In vivo gene transfer into rat arterial walls with novel adeno-associated virus vectors

Purpose: We studied the ability of recombinant adeno-associated virus (rAAV) vectors to achieve gene transfer in vivo to intact rat carotid arteries. Methods: Isolated segments of uninjured rat carotid arteries were incubated with (1) rAAV vectors that expressed a beta-galactosidase gene, (2) a related vector with no promoter, or (3) a normal saline solution. Gene transfer was evaluated with in situ polymerase chain reaction (PCR). Transgene expression was assessed at intervals that ranged from 24 hours to 2 months by measurement of beta-galactosidase activity and protein mass in tissue extracts with fluorometric and enzyme-linked immunosorbent assays, respectively.
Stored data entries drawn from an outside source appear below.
impl AchievementCoordinator {
    pub fn new(
        documents: Arc<dyn DocumentStore>,
        references: Arc<dyn ReferenceStore>,
        guard: AuthorizationGuard,
    ) -> Self {
        Self {
            documents,
            references,
            guard,
        }
    }

    pub fn guard(&self) -> &AuthorizationGuard {
        &self.guard
    }

    pub(crate) fn documents(&self) -> &Arc<dyn DocumentStore> {
        &self.documents
    }

    pub(crate) fn references(&self) -> &Arc<dyn ReferenceStore> {
        &self.references
    }

    /// The student record of the calling user, if they are a student.
    pub async fn student_record(&self, actor: &Actor) -> Result<Option<DbId>, CoreError> {
        if actor.role != Role::Student {
            return Ok(None);
        }
        self.guard
            .directory()
            .student_for_user(actor.user_id)
            .await
            .map_err(directory_error)
    }

    /// Create a draft achievement owned by `owner_student_id`.
    pub async fn create(
        &self,
        actor: &Actor,
        owner_student_id: DbId,
        input: CreateAchievement,
    ) -> Result<AchievementRecord, CoreError> {
        let kind = AchievementType::parse(&input.achievement_type)?;
        let title = required_text("title", input.title)?;
        self.guard.ensure(actor, EDITORS, owner_student_id).await?;

        let scored = score(kind, &input.details);
        let now = Utc::now();
        let document = NewDocument {
            owner_student_id,
            achievement_type: kind,
            title,
            description: input.description,
            details: scored.details,
            attachments: input
                .attachments
                .into_iter()
                .map(|a| Attachment::from_descriptor(a, now))
                .collect(),
            tags: clean_tags(input.tags),
            achieved_date: input.achieved_date,
            points: scored.points,
        };

        let documents = Arc::clone(&self.documents);
        let references = Arc::clone(&self.references);
        let created_by = actor.user_id;

        let record = tokio::spawn(write_pair(documents, references, document, created_by))
            .await
            .map_err(join_error)??;

        tracing::info!(
            reference_id = record.reference.reference_id,
            document_id = %record.document.document_id,
            student_id = owner_student_id,
            achievement_type = %kind,
            points = record.document.points,
            "Achievement created",
        );
        Ok(record)
    }

    /// Read an achievement with its reference metadata.
    pub async fn get(&self, actor: &Actor, reference_id: DbId) -> Result<AchievementRecord, CoreError> {
        let reference = self.live_reference(reference_id).await?;
        self.guard.ensure(actor, READERS, reference.student_id).await?;
        self.record(reference).await
    }

    /// Edit a draft. Re-scores when the details change.
    pub async fn update(
        &self,
        actor: &Actor,
        reference_id: DbId,
        input: UpdateAchievement,
    ) -> Result<AchievementRecord, CoreError> {
        let reference = self.live_reference(reference_id).await?;
        self.guard.ensure(actor, EDITORS, reference.student_id).await?;
        ensure_draft(&reference, "edited")?;

        let current = self.document_of(&reference).await?;
        if let Some(requested) = input.achievement_type.as_deref() {
            if AchievementType::parse(requested)? != current.achievement_type {
                return Err(CoreError::InvalidArgument(
                    "Achievement type cannot be changed after creation".into(),
                ));
            }
        }

        let mut patch = DocumentPatch {
            title: input.title.map(|t| required_text("title", t)).transpose()?,
            description: input.description,
            tags: input.tags.map(clean_tags),
            achieved_date: input.achieved_date,
            ..DocumentPatch::default()
        };
        if let Some(raw) = input.details {
            let scored = score(current.achievement_type, &raw);
            patch.details = Some(scored.details);
            patch.points = Some(scored.points);
        }

        let document = self
            .documents
            .update(reference.document_id, patch, Utc::now())
            .await
            .map_err(|e| store_error("document", e))?
            .ok_or_else(|| document_missing(&reference))?;

        tracing::info!(reference_id, actor_id = actor.user_id, "Achievement updated");
        Ok(AchievementRecord {
            reference,
            document,
        })
    }

    /// Tombstone a draft and soft-delete its document.
    pub async fn delete(&self, actor: &Actor, reference_id: DbId) -> Result<(), CoreError> {
        let reference = self.live_reference(reference_id).await?;
        self.guard.ensure(actor, EDITORS, reference.student_id).await?;
        ensure_draft(&reference, "deleted")?;

        let documents = Arc::clone(&self.documents);
        let references = Arc::clone(&self.references);
        let actor_id = actor.user_id;
        let document_id = reference.document_id;

        tokio::spawn(tombstone_pair(
            documents,
            references,
            reference_id,
            document_id,
            actor_id,
        ))
        .await
        .map_err(join_error)?
    }

    /// Append an uploaded file to a draft.
    pub async fn attach(
        &self,
        actor: &Actor,
        reference_id: DbId,
        descriptor: AttachmentDescriptor,
    ) -> Result<AchievementRecord, CoreError> {
        if descriptor.filename.trim().is_empty() || descriptor.url.trim().is_empty() {
            return Err(CoreError::InvalidArgument(
                "Attachment filename and url are required".into(),
            ));
        }
        let reference = self.live_reference(reference_id).await?;
        self.guard.ensure(actor, EDITORS, reference.student_id).await?;
        ensure_draft(&reference, "given new attachments")?;

        let attachment = Attachment::from_descriptor(descriptor, Utc::now());
        let document = self
            .documents
            .append_attachment(reference.document_id, attachment)
            .await
            .map_err(|e| store_error("document", e))?
            .ok_or_else(|| document_missing(&reference))?;

        tracing::info!(
            reference_id,
            attachments = document.attachments.len(),
            "Attachment added",
        );
        Ok(AchievementRecord {
            reference,
            document,
        })
    }

    /// List achievements visible to the caller.
    ///
    /// Admins see everything, students their own, advisors their advisees'.
    pub async fn list(
        &self,
        actor: &Actor,
        status: Option<AchievementStatus>,
        page: Page,
    ) -> Result<Paginated<AchievementSummary>, CoreError> {
        let directory = self.guard.directory();
        let student_ids = match actor.role {
            Role::Admin => None,
            Role::Student => Some(
                directory
                    .student_for_user(actor.user_id)
                    .await
                    .map_err(directory_error)?
                    .into_iter()
                    .collect(),
            ),
            Role::Advisor => match directory
                .advisor_for_user(actor.user_id)
                .await
                .map_err(directory_error)?
            {
                Some(advisor_id) => Some(
                    directory
                        .advisees(advisor_id)
                        .await
                        .map_err(directory_error)?,
                ),
                None => Some(Vec::new()),
            },
        };

        let filter = ReferenceFilter {
            student_ids,
            status,
        };
        self.list_filtered(&filter, page).await
    }

    /// Status history of an achievement, oldest first.
    pub async fn history(
        &self,
        actor: &Actor,
        reference_id: DbId,
    ) -> Result<Vec<StatusHistoryEntry>, CoreError> {
        let reference = self.live_reference(reference_id).await?;
        self.guard.ensure(actor, READERS, reference.student_id).await?;
        self.references
            .history(reference_id)
            .await
            .map_err(|e| store_error("reference", e))
    }

    /* ---- shared with the verification workflow ---- */

    /// A reference that exists and is not tombstoned.
    pub(crate) async fn live_reference(
        &self,
        reference_id: DbId,
    ) -> Result<AchievementReference, CoreError> {
        match self
            .references
            .find(reference_id)
            .await
            .map_err(|e| store_error("reference", e))?
        {
            Some(r) if r.status != AchievementStatus::Deleted => Ok(r),
            _ => Err(CoreError::NotFound {
                entity: "Achievement",
                id: reference_id,
            }),
        }
    }

    pub(crate) async fn list_filtered(
        &self,
        filter: &ReferenceFilter,
        page: Page,
    ) -> Result<Paginated<AchievementSummary>, CoreError> {
        if matches!(&filter.student_ids, Some(ids) if ids.is_empty()) {
            return Ok(Paginated {
                items: Vec::new(),
                total: 0,
                limit: page.limit,
                offset: page.offset,
            });
        }
        let references = self
            .references
            .list(filter, page)
            .await
            .map_err(|e| store_error("reference", e))?;
        self.summarize(references).await
    }

    async fn summarize(
        &self,
        page: Paginated<AchievementReference>,
    ) -> Result<Paginated<AchievementSummary>, CoreError> {
        let ids: Vec<_> = page.items.iter().map(|r| r.document_id).collect();
        let documents: HashMap<_, _> = self
            .documents
            .find_many(&ids)
            .await
            .map_err(|e| store_error("document", e))?
            .into_iter()
            .map(|d| (d.document_id, d))
            .collect();

        let items = page
            .items
            .into_iter()
            .filter_map(|reference| match documents.get(&reference.document_id) {
                Some(document) => Some(AchievementSummary::new(reference, document)),
                None => {
                    tracing::error!(
                        alarm = "consistency",
                        reference_id = reference.reference_id,
                        document_id = %reference.document_id,
                        "Listed reference has no document",
                    );
                    None
                }
            })
            .collect();

        Ok(Paginated {
            items,
            total: page.total,
            limit: page.limit,
            offset: page.offset,
        })
    }

    async fn record(&self, reference: AchievementReference) -> Result<AchievementRecord, CoreError> {
        let document = self.document_of(&reference).await?;
        Ok(AchievementRecord {
            reference,
            document,
        })
    }

    pub(crate) async fn document_of(
        &self,
        reference: &AchievementReference,
    ) -> Result<AchievementDocument, CoreError> {
        self.documents
            .find(reference.document_id)
            .await
            .map_err(|e| store_error("document", e))?
            .ok_or_else(|| document_missing(reference))
    }
}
Dose dependence of expression was determined for virus concentrations that ranged from 5 x 10(4) to 5 x 10(5) infectious units (iu)/ml. Results: Light microscopic analysis of in situ PCR-stained histologic sections of transduced vessel walls showed approximately 90% of intimal and medial cell nuclei contained the beta-galactosidase gene, compared with none in control arteries. In vivo beta-galactosidase expression was (1) highest 24 hours after gene transfer, (2) elevated for 1 month, and (3) dose responsive. Conclusions: rAAV vectors can mediate focal gene transfer into the intact rat carotid artery with detectable levels of transgene expression for 1 month and are potentially useful agents for in vivo gene transfer into intact arteries.